The required output is all lines below that contain the word "basis".
++++ Supplied entries ++++
//! Display bounds and the fixed orthographic view onto them
use nalgebra::{Point3, Vector3};

/// Axis-aligned display volume
#[derive(Debug, Clone, Copy, PartialEq)]
pub struct Bounds {
    pub min: Point3<f64>,
    pub max: Point3<f64>,
    /// One world unit spans the same screen distance on every axis
    pub equal_aspect: bool,
}

impl Bounds {
    /// Same `[lo, hi]` interval on all three axes, equal aspect
    pub fn cube(lo: f64, hi: f64) -> Self {
        Self {
            min: Point3::new(lo, lo, lo),
            max: Point3::new(hi, hi, hi),
            equal_aspect: true,
        }
    }

    pub fn center(&self) -> Point3<f64> {
        nalgebra::center(&self.min, &self.max)
    }

    /// The eight corners, indexed in the same bottom/top order as the box
    pub fn corners(&self) -> [Point3<f64>; 8] {
        let (lo, hi) = (self.min, self.max);
        [
            Point3::new(hi.x, hi.y, lo.z),
            Point3::new(lo.x, hi.y, lo.z),
            Point3::new(lo.x, lo.y, lo.z),
            Point3::new(hi.x, lo.y, lo.z),
            Point3::new(hi.x, hi.y, hi.z),
            Point3::new(lo.x, hi.y, hi.z),
            Point3::new(lo.x, lo.y, hi.z),
            Point3::new(hi.x, lo.y, hi.z),
        ]
    }
}

/// Orthographic view direction given as elevation and azimuth in degrees.
///
/// Screen `u` grows to the right, `v` grows upwards and `depth` grows
/// towards the viewer. The world z axis always projects straight up.
#[derive(Debug, Clone, Copy, PartialEq)]
pub struct View {
    pub elevation: f64,
    pub azimuth: f64,
}

impl View {
    pub fn new(elevation: f64, azimuth: f64) -> Self {
        Self { elevation, azimuth }
    }

    fn basis(&self) -> (Vector3<f64>, Vector3<f64>, Vector3<f64>) {
        let (se, ce) = self.elevation.to_radians().sin_cos();
        let (sa, ca) = self.azimuth.to_radians().sin_cos();
        let right = Vector3::new(-sa, ca, 0.0);
        let up = Vector3::new(-se * ca, -se * sa, ce);
        let toward_viewer = Vector3::new(ce * ca, ce * sa, se);
        (right, up, toward_viewer)
    }

    /// Project a world point onto the view plane, returning `(u, v, depth)`
    pub fn project(&self, point: &Point3<f64>) -> (f64, f64, f64) {
        let (right, up, toward_viewer) = self.basis();
        let p = point.coords;
        (p.dot(&right), p.dot(&up), p.dot(&toward_viewer))
    }

    /// Half-width and half-height of the projected bounds around their projected center
    pub fn extent(&self, bounds: &Bounds) -> (f64, f64) {
        let (cu, cv, _) = self.project(&bounds.center());
        bounds
            .corners()
            .iter()
            .map(|corner| self.project(corner))
            .fold((0.0_f64, 0.0_f64), |(hu, hv), (u, v, _)| {
                (hu.max((u - cu).abs()), hv.max((v - cv).abs()))
            })
    }
}

/// Elevation 30°, azimuth -60°: the usual default for 3D plot axes
impl Default for View {
    fn default() -> Self {
        Self::new(30.0, -60.0)
    }
}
++++
Task result =>
    fn basis(&self) -> (Vector3<f64>, Vector3<f64>, Vector3<f64>) {
        let (right, up, toward_viewer) = self.basis();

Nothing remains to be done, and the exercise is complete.